- **REQUIRED WORK**: Among the entries below, find each line holding "impl" and return it.

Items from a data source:
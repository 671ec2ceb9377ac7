//! The flat meetup event record.
//!
//! [`MeetupEvent`] is what the rest of the program works with once a
//! structured-data block has been selected from the group page. Every field
//! has a default so a sparse source object still yields a printable record.

use serde::{Deserialize, Serialize};

/// Title used when the source event carries no name.
pub const UNKNOWN_EVENT_NAME: &str = "Unknown Event";

/// Location shown when the source event carries no usable location.
pub const LOCATION_TBD: &str = "Location TBD";

/// A meetup event, flattened for display.
#[derive(Debug, Clone, PartialEq, Eq, Serialize, Deserialize)]
pub struct MeetupEvent {
    /// The event title.
    pub name: String,
    /// Free-form description, empty when absent.
    pub description: String,
    /// Start time exactly as published (usually ISO-8601).
    pub start_time: Option<String>,
    /// End time exactly as published (usually ISO-8601).
    pub end_time: Option<String>,
    /// Single-line location string.
    pub location: String,
    /// Link to the event page.
    pub url: String,
}

impl MeetupEvent {
    /// Creates an event with the given URL and every other field defaulted.
    ///
    /// The URL is the only default that depends on the caller: when the page
    /// does not link the event itself, the group page is the best link we have.
    pub fn new(url: impl Into<String>) -> Self {
        Self {
            name: UNKNOWN_EVENT_NAME.to_string(),
            description: String::new(),
            start_time: None,
            end_time: None,
            location: LOCATION_TBD.to_string(),
            url: url.into(),
        }
    }

    /// Builder method to set the name.
    pub fn with_name(mut self, name: impl Into<String>) -> Self {
        self.name = name.into();
        self
    }

    /// Builder method to set the description.
    pub fn with_description(mut self, description: impl Into<String>) -> Self {
        self.description = description.into();
        self
    }

    /// Builder method to set the start time.
    pub fn with_start_time(mut self, start: impl Into<String>) -> Self {
        self.start_time = Some(start.into());
        self
    }

    /// Builder method to set the end time.
    pub fn with_end_time(mut self, end: impl Into<String>) -> Self {
        self.end_time = Some(end.into());
        self
    }

    /// Builder method to set the location.
    pub fn with_location(mut self, location: impl Into<String>) -> Self {
        self.location = location.into();
        self
    }
}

- **EXERCISE SOLUTION**:
impl MeetupEvent {
    pub fn new(url: impl Into<String>) -> Self {
    pub fn with_name(mut self, name: impl Into<String>) -> Self {
    pub fn with_description(mut self, description: impl Into<String>) -> Self {
    pub fn with_start_time(mut self, start: impl Into<String>) -> Self {
    pub fn with_end_time(mut self, end: impl Into<String>) -> Self {
    pub fn with_location(mut self, location: impl Into<String>) -> Self {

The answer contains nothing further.